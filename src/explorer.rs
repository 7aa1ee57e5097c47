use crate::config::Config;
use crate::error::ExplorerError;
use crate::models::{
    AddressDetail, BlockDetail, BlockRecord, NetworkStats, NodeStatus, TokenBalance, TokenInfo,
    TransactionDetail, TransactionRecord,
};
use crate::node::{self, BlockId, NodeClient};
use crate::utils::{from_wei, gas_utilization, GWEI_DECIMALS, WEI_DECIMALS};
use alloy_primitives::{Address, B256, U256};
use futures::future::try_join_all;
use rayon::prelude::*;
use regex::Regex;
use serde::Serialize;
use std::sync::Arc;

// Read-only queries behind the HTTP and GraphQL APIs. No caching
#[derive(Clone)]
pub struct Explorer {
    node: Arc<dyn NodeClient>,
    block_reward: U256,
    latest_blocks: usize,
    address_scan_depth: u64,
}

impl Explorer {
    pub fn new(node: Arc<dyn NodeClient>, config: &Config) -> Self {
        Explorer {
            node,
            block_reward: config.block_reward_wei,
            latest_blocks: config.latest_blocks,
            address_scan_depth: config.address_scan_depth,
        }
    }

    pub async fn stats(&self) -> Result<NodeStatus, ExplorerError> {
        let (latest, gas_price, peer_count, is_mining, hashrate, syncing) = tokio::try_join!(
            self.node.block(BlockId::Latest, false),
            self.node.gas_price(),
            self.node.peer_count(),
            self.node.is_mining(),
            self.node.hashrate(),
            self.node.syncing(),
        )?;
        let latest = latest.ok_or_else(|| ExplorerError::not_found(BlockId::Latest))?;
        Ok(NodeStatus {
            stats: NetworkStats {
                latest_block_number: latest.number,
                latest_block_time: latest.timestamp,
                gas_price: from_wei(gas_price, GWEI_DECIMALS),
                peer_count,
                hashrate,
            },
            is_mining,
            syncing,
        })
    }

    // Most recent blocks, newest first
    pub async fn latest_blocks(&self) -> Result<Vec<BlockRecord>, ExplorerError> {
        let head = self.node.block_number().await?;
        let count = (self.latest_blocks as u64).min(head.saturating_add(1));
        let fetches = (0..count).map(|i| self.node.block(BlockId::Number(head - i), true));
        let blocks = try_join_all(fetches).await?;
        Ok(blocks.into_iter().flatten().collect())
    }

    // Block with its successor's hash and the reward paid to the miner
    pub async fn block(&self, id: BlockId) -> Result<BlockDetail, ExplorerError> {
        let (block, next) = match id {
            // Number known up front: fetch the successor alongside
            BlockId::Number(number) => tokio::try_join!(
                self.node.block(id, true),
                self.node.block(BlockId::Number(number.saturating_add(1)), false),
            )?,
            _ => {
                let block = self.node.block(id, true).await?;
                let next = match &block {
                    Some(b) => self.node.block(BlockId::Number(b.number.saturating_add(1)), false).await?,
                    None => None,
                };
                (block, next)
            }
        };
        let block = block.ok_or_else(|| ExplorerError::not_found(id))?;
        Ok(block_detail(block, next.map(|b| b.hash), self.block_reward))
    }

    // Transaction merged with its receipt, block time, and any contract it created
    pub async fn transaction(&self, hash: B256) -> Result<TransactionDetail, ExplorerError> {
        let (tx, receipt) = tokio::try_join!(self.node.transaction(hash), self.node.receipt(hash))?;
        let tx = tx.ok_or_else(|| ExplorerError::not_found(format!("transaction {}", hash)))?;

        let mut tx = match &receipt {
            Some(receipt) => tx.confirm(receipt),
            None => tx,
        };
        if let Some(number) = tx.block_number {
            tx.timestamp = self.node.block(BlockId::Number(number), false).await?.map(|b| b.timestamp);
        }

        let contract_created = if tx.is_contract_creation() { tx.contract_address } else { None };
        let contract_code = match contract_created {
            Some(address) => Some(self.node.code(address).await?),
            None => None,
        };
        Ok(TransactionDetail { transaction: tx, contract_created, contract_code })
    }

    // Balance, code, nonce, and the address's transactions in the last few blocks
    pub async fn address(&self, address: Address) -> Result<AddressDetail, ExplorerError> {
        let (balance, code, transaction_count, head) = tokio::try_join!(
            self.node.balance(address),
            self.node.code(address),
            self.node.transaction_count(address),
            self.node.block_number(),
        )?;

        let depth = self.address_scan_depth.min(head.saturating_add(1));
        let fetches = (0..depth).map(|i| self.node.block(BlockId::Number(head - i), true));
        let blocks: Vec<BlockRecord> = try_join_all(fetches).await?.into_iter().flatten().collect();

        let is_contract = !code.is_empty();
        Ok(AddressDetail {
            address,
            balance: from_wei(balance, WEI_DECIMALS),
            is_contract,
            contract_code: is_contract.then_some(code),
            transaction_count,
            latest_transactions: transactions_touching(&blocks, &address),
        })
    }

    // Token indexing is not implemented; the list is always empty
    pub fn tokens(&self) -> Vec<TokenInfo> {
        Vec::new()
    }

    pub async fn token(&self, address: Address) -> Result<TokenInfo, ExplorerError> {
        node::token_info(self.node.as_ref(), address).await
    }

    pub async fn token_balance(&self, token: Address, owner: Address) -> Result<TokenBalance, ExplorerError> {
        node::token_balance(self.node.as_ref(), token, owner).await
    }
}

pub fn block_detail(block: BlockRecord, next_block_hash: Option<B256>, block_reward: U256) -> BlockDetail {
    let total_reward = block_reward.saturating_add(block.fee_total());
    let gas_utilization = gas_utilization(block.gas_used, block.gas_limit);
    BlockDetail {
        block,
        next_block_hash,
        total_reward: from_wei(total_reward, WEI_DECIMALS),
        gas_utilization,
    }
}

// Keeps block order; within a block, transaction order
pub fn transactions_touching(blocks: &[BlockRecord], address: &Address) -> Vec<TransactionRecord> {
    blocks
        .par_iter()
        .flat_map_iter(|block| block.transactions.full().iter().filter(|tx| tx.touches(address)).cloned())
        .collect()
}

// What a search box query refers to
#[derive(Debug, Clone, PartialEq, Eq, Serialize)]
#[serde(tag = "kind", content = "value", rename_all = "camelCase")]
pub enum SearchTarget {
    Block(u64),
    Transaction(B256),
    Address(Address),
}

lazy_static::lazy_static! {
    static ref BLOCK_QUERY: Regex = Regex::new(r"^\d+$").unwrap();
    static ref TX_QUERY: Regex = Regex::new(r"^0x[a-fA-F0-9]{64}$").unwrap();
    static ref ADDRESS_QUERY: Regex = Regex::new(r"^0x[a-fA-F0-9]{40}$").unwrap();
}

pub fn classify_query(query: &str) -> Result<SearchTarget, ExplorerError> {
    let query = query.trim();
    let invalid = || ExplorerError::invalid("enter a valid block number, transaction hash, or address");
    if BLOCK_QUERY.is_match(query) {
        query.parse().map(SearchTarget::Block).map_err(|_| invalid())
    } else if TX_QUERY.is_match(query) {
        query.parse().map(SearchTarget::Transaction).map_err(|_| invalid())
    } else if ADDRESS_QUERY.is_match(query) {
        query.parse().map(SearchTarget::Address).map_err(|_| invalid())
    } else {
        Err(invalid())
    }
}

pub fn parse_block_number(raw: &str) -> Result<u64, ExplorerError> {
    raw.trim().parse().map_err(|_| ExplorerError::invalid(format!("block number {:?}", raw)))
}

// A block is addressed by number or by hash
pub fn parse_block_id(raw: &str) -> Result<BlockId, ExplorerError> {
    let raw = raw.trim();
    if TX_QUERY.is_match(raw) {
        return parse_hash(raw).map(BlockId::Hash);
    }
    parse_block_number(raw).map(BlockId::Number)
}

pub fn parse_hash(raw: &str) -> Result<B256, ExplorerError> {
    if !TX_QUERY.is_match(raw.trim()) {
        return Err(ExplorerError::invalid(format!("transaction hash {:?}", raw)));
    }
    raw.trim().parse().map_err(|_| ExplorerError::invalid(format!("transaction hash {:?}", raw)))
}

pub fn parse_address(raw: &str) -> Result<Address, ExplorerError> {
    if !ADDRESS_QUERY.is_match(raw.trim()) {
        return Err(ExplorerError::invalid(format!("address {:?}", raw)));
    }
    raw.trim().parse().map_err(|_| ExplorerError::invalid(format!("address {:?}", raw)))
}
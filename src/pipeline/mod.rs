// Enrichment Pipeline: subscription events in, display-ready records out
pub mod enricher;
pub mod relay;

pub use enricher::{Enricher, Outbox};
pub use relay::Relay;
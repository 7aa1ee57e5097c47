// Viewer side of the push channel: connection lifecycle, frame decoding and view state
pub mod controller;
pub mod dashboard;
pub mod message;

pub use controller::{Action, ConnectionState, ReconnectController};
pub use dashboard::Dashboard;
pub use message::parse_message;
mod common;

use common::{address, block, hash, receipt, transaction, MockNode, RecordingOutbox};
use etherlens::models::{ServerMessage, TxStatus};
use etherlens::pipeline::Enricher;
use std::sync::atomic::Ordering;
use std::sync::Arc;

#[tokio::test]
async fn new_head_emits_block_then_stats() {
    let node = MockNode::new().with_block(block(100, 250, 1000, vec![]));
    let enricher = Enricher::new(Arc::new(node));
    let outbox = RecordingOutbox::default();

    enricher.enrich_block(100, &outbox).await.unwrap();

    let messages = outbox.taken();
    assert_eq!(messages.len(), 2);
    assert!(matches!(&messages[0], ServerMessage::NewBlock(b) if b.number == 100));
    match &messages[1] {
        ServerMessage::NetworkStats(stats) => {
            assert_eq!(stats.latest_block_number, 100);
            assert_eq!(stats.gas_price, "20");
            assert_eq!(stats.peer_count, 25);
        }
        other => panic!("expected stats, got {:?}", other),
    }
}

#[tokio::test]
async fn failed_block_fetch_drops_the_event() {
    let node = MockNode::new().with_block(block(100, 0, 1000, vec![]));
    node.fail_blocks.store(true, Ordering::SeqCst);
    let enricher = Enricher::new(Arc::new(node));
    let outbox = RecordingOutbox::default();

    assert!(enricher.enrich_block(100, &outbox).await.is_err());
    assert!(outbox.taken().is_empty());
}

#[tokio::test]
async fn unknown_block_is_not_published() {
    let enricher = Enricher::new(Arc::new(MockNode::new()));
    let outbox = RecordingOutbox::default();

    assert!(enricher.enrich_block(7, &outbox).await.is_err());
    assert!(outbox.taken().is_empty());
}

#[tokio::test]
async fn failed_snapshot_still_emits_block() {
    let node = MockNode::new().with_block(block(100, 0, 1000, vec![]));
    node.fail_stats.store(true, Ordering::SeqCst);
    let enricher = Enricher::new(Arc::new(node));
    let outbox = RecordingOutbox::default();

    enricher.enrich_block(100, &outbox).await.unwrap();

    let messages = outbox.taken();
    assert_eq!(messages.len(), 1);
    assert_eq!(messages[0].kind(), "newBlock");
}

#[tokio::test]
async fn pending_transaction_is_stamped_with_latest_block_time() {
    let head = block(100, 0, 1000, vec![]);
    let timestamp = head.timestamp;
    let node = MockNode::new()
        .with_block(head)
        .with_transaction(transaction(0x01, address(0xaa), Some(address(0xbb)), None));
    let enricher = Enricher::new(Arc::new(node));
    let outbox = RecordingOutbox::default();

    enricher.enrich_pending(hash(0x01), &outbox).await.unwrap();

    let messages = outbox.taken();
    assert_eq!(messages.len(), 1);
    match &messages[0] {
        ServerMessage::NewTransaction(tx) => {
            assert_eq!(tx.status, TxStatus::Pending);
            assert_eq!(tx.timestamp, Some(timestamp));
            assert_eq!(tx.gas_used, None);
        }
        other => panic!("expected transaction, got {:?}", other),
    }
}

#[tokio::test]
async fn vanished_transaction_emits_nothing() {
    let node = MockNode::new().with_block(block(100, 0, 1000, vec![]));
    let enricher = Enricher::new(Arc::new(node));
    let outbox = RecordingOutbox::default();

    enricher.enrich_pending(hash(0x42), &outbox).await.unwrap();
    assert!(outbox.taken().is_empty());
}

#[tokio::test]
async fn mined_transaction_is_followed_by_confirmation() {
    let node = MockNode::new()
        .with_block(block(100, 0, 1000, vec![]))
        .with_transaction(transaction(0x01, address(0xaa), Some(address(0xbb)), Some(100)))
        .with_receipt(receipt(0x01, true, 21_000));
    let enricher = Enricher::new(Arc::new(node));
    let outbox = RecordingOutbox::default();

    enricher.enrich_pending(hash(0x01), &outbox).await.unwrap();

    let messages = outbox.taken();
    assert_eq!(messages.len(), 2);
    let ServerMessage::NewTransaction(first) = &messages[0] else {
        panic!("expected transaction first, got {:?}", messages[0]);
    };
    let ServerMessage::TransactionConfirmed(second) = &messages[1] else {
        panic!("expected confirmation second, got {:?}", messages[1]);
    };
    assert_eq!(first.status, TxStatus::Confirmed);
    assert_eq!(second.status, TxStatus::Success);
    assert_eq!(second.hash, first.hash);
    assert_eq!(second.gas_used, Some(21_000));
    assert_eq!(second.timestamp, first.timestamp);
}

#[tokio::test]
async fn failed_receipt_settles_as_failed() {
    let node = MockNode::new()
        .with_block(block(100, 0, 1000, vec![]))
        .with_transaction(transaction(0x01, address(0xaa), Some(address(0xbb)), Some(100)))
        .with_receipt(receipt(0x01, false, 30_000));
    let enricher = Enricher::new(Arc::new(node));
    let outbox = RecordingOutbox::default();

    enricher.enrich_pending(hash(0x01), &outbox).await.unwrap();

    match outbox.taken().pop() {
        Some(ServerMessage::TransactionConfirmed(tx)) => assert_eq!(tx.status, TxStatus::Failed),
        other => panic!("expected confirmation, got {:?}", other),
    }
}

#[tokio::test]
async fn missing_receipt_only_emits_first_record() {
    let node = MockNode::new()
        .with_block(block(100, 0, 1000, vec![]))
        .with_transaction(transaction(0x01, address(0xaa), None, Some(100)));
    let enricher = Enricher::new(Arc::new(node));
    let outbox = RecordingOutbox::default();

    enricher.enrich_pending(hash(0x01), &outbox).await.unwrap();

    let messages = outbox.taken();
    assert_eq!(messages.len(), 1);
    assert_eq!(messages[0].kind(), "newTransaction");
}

#### What needs to be done
Lines with the word "trim": how many appear in the data? State only the number.

#### Exercise solution
7